Rediscussion of code status can be incorporated into consent conversations without requiring substantially more time or effort. “I noticed in your chart that you have a DNR and DNI order in place meaning that you would not want us to perform CPR if your heart were to stop or putting a breathing tube down your throat if you couldn’t breathe on your own, is that correct?... Causing either of those to happen during this procedure would be extremely rare, so some people choose to keep those DNR and DNI orders in place during the procedure while others choose to pause them and allow us to resuscitate you if something unexpected happen during the procedure, which would you prefer?”

If appropriate and a patient chooses to keep DNR/DNI orders in place during a procedure, it is important to incorporate this into the timeout discussion prior to the procedure to ensure all team members are aware. It can be very distressing to have a patient die and not intervene especially if you feel that you could have saved them. Mentioning the patient’s preferences ahead of time helps people anticipate this outcome. It is also helpful to at least briefly debrief with your team afterwards if something very unexpected occurs resulting in a bad outcome during a procedure regardless of code status.


SPIKES AND CHUNK AND CHECK

Two helpful approaches to challenging conversations are SPIKES and chunk and check. These are particularly helpful for conversations where you are disclosing bad news. SPIKES is a pneumonic/framework specifically designed for disclosure of bad news.

S - Setting: arrange for privacy, involve family, sit down with patient, remove physical barriers between physician and patient

P - Perception: use open-ended questions to determine how the patient perceives the medical situation (e.g. “What is your understanding of the reasons we did the MRI?”)
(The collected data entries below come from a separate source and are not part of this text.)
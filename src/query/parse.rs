//! LCD response parsing: JSON payload → `Record`s for one category

use crate::errors::QueryError;
use crate::types::{Amount, Category, Record, StakingParams, ValidatorRef};
use chrono::{DateTime, Utc};
use serde::de::DeserializeOwned;
use serde::Deserialize;
use serde_json::Value;

#[derive(Debug, Deserialize)]
struct Coin {
    denom: String,
    amount: String,
}

#[derive(Debug, Deserialize)]
struct BalancesResponse {
    #[serde(default)]
    balances: Vec<Coin>,
}

#[derive(Debug, Deserialize)]
struct RewardsResponse {
    #[serde(default)]
    rewards: Vec<DelegatorReward>,
}

#[derive(Debug, Deserialize)]
struct DelegatorReward {
    validator_address: String,
    #[serde(default)]
    reward: Vec<Coin>,
}

#[derive(Debug, Deserialize)]
struct CommissionResponse {
    commission: CommissionCoins,
}

#[derive(Debug, Deserialize)]
struct CommissionCoins {
    #[serde(default)]
    commission: Vec<Coin>,
}

#[derive(Debug, Deserialize)]
struct DelegationsResponse {
    #[serde(default)]
    delegation_responses: Vec<DelegationResponse>,
}

#[derive(Debug, Deserialize)]
struct DelegationResponse {
    delegation: Delegation,
    balance: Coin,
}

#[derive(Debug, Deserialize)]
struct Delegation {
    validator_address: String,
}

#[derive(Debug, Deserialize)]
struct RedelegationsResponse {
    #[serde(default)]
    redelegation_responses: Vec<RedelegationResponse>,
}

#[derive(Debug, Deserialize)]
struct RedelegationResponse {
    redelegation: Redelegation,
    #[serde(default)]
    entries: Vec<RedelegationEntryResponse>,
}

#[derive(Debug, Deserialize)]
struct Redelegation {
    validator_src_address: String,
    validator_dst_address: String,
}

#[derive(Debug, Deserialize)]
struct RedelegationEntryResponse {
    redelegation_entry: RedelegationEntry,
    balance: String,
}

#[derive(Debug, Deserialize)]
struct RedelegationEntry {
    completion_time: DateTime<Utc>,
}

#[derive(Debug, Deserialize)]
struct UnbondingResponse {
    #[serde(default)]
    unbonding_responses: Vec<UnbondingDelegation>,
}

#[derive(Debug, Deserialize)]
struct UnbondingDelegation {
    validator_address: String,
    #[serde(default)]
    entries: Vec<UnbondingEntry>,
}

#[derive(Debug, Deserialize)]
struct UnbondingEntry {
    completion_time: DateTime<Utc>,
    balance: String,
}

#[derive(Debug, Deserialize)]
struct SupplyResponse {
    #[serde(default)]
    supply: Vec<Coin>,
}

#[derive(Debug, Deserialize)]
struct CommunityPoolResponse {
    #[serde(default)]
    pool: Vec<Coin>,
}

#[derive(Debug, Deserialize)]
struct StakingParamsResponse {
    params: LcdStakingParams,
}

// Integer params arrive as JSON numbers from most gateways.
#[derive(Debug, Deserialize)]
struct LcdStakingParams {
    unbonding_time: String,
    max_validators: u32,
    max_entries: u32,
    historical_entries: u32,
    bond_denom: String,
}

#[derive(Debug, Deserialize)]
struct InflationResponse {
    inflation: String,
}

#[derive(Debug, Deserialize)]
struct ValidatorResponse {
    validator: Validator,
}

#[derive(Debug, Deserialize)]
struct Validator {
    description: ValidatorDescription,
}

#[derive(Debug, Deserialize)]
struct ValidatorDescription {
    #[serde(default)]
    moniker: String,
}

fn decode<T: DeserializeOwned>(payload: Value) -> Result<T, QueryError> {
    Ok(serde_json::from_value(payload)?)
}

/// Parse an LCD decimal string ("1000", "12.500000000000000000")
fn parse_decimal(raw: &str) -> Result<f64, QueryError> {
    raw.trim()
        .parse::<f64>()
        .map_err(|_| QueryError::Parse(format!("invalid decimal amount {:?}", raw)))
}

/// Non-zero amounts only; dust of exactly zero is never shown
fn coin_amounts(coins: Vec<Coin>) -> Result<Vec<Amount>, QueryError> {
    let mut amounts = Vec::with_capacity(coins.len());
    for coin in coins {
        let raw = parse_decimal(&coin.amount)?;
        if raw > 0.0 {
            amounts.push(Amount::new(raw, coin.denom));
        }
    }
    Ok(amounts)
}

/// Parse one category's payload
///
/// `bond_denom` denominates redelegation and unbonding entries, whose
/// balances are bare integers.
pub fn parse_records(
    category: Category,
    payload: Value,
    bond_denom: &str,
) -> Result<Vec<Record>, QueryError> {
    let records = match category {
        Category::Balance => {
            let response: BalancesResponse = decode(payload)?;
            coin_amounts(response.balances)?
                .into_iter()
                .map(|amount| Record::Balance { amount })
                .collect()
        }
        Category::StakingReward => {
            let response: RewardsResponse = decode(payload)?;
            let mut records = Vec::new();
            for reward in response.rewards {
                for amount in coin_amounts(reward.reward)? {
                    records.push(Record::Reward {
                        validator: ValidatorRef::new(reward.validator_address.clone()),
                        amount,
                    });
                }
            }
            records
        }
        Category::ValidatorCommission => {
            let response: CommissionResponse = decode(payload)?;
            coin_amounts(response.commission.commission)?
                .into_iter()
                .map(|amount| Record::Commission { amount })
                .collect()
        }
        Category::Delegation => {
            let response: DelegationsResponse = decode(payload)?;
            let mut records = Vec::new();
            for entry in response.delegation_responses {
                let raw = parse_decimal(&entry.balance.amount)?;
                if raw > 0.0 {
                    records.push(Record::Delegation {
                        validator: ValidatorRef::new(entry.delegation.validator_address),
                        amount: Amount::new(raw, entry.balance.denom),
                    });
                }
            }
            records
        }
        Category::Redelegation => {
            let response: RedelegationsResponse = decode(payload)?;
            let mut records = Vec::new();
            for redelegation in response.redelegation_responses {
                for entry in redelegation.entries {
                    let raw = parse_decimal(&entry.balance)?;
                    if raw > 0.0 {
                        records.push(Record::Redelegation {
                            source: ValidatorRef::new(
                                redelegation.redelegation.validator_src_address.clone(),
                            ),
                            destination: ValidatorRef::new(
                                redelegation.redelegation.validator_dst_address.clone(),
                            ),
                            amount: Amount::new(raw, bond_denom),
                            completion_time: entry.redelegation_entry.completion_time,
                        });
                    }
                }
            }
            records
        }
        Category::Unbonding => {
            let response: UnbondingResponse = decode(payload)?;
            let mut records = Vec::new();
            for unbonding in response.unbonding_responses {
                for entry in unbonding.entries {
                    let raw = parse_decimal(&entry.balance)?;
                    if raw > 0.0 {
                        records.push(Record::Unbonding {
                            validator: ValidatorRef::new(unbonding.validator_address.clone()),
                            amount: Amount::new(raw, bond_denom),
                            completion_time: entry.completion_time,
                        });
                    }
                }
            }
            records
        }
        Category::Supply => {
            let response: SupplyResponse = decode(payload)?;
            coin_amounts(response.supply)?
                .into_iter()
                .map(|amount| Record::Supply { amount })
                .collect()
        }
        Category::CommunityPool => {
            let response: CommunityPoolResponse = decode(payload)?;
            coin_amounts(response.pool)?
                .into_iter()
                .map(|amount| Record::CommunityPool { amount })
                .collect()
        }
        Category::StakingParams => {
            let response: StakingParamsResponse = decode(payload)?;
            let params = response.params;
            vec![Record::StakingParams(StakingParams {
                unbonding_time: params.unbonding_time,
                max_validators: params.max_validators,
                max_entries: params.max_entries,
                historical_entries: params.historical_entries,
                bond_denom: params.bond_denom,
            })]
        }
        Category::Inflation => {
            let response: InflationResponse = decode(payload)?;
            vec![Record::Inflation {
                rate: parse_decimal(&response.inflation)?,
            }]
        }
    };
    Ok(records)
}

/// Extract a validator's moniker; empty monikers are an error
pub fn parse_moniker(payload: Value) -> Result<String, QueryError> {
    let response: ValidatorResponse = decode(payload)?;
    let moniker = response.validator.description.moniker.trim().to_string();
    if moniker.is_empty() {
        return Err(QueryError::Parse("validator has no moniker".to_string()));
    }
    Ok(moniker)
}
I - Invitation: determine patient’s desire for information about diagnosis, prognosis, and details of illness, including how they would like the information to be provided (e.g. “ Would you like me to give you all the information or sketch out the results and spend more time discussing the treatment plan?”)

K - Knowledge: disclose the news with a warning that bad news is coming (“I’m sorry to tell you that…”), use nontechnical words, avoid excessive bluntness, give information in small chunks and check understanding periodically, avoid phrases that imply abandonment of effort in the case of poor prognosis (“There is nothing more that we can do for you”)

E - Emotions: respond to the patient’s emotions, identify emotion and the reason for the emotion, continue to make empathic responses as the emotion is cleared

S - Strategy/Summary: ask patient if they would like to discuss treatment plan, present treatment options.

Chunk and check is less specific to disclosure of bad news and can also be helpful during consent conversations and goals of care discussions. This involves presenting information in small chunks and checking for understanding between each chunk of information. For example, you may discuss cirrhosis and portal hypertension with a patients referred for a TIPS and say “Does that makes sense? Do you have any questions before I move onto describing the procedure?” Or you maybe discuss the option of not placing a third biliary drain for malignant biliary obstruction and check for understanding and thoughts before discussing other options.

Chunk and check is helpful because it is easy for patients and their family to feel overwhelmed in healthcare particularly for those with lower health literacy or other communication barriers. Launching into a 5-minute canned description of TIPS and your plan is unlikely stick with a patient or invite their input and discussion. Breaking down the conversation into chunks often does not make the conversation take substantially longer but dramatically increases their understanding and often helps build much better rapport.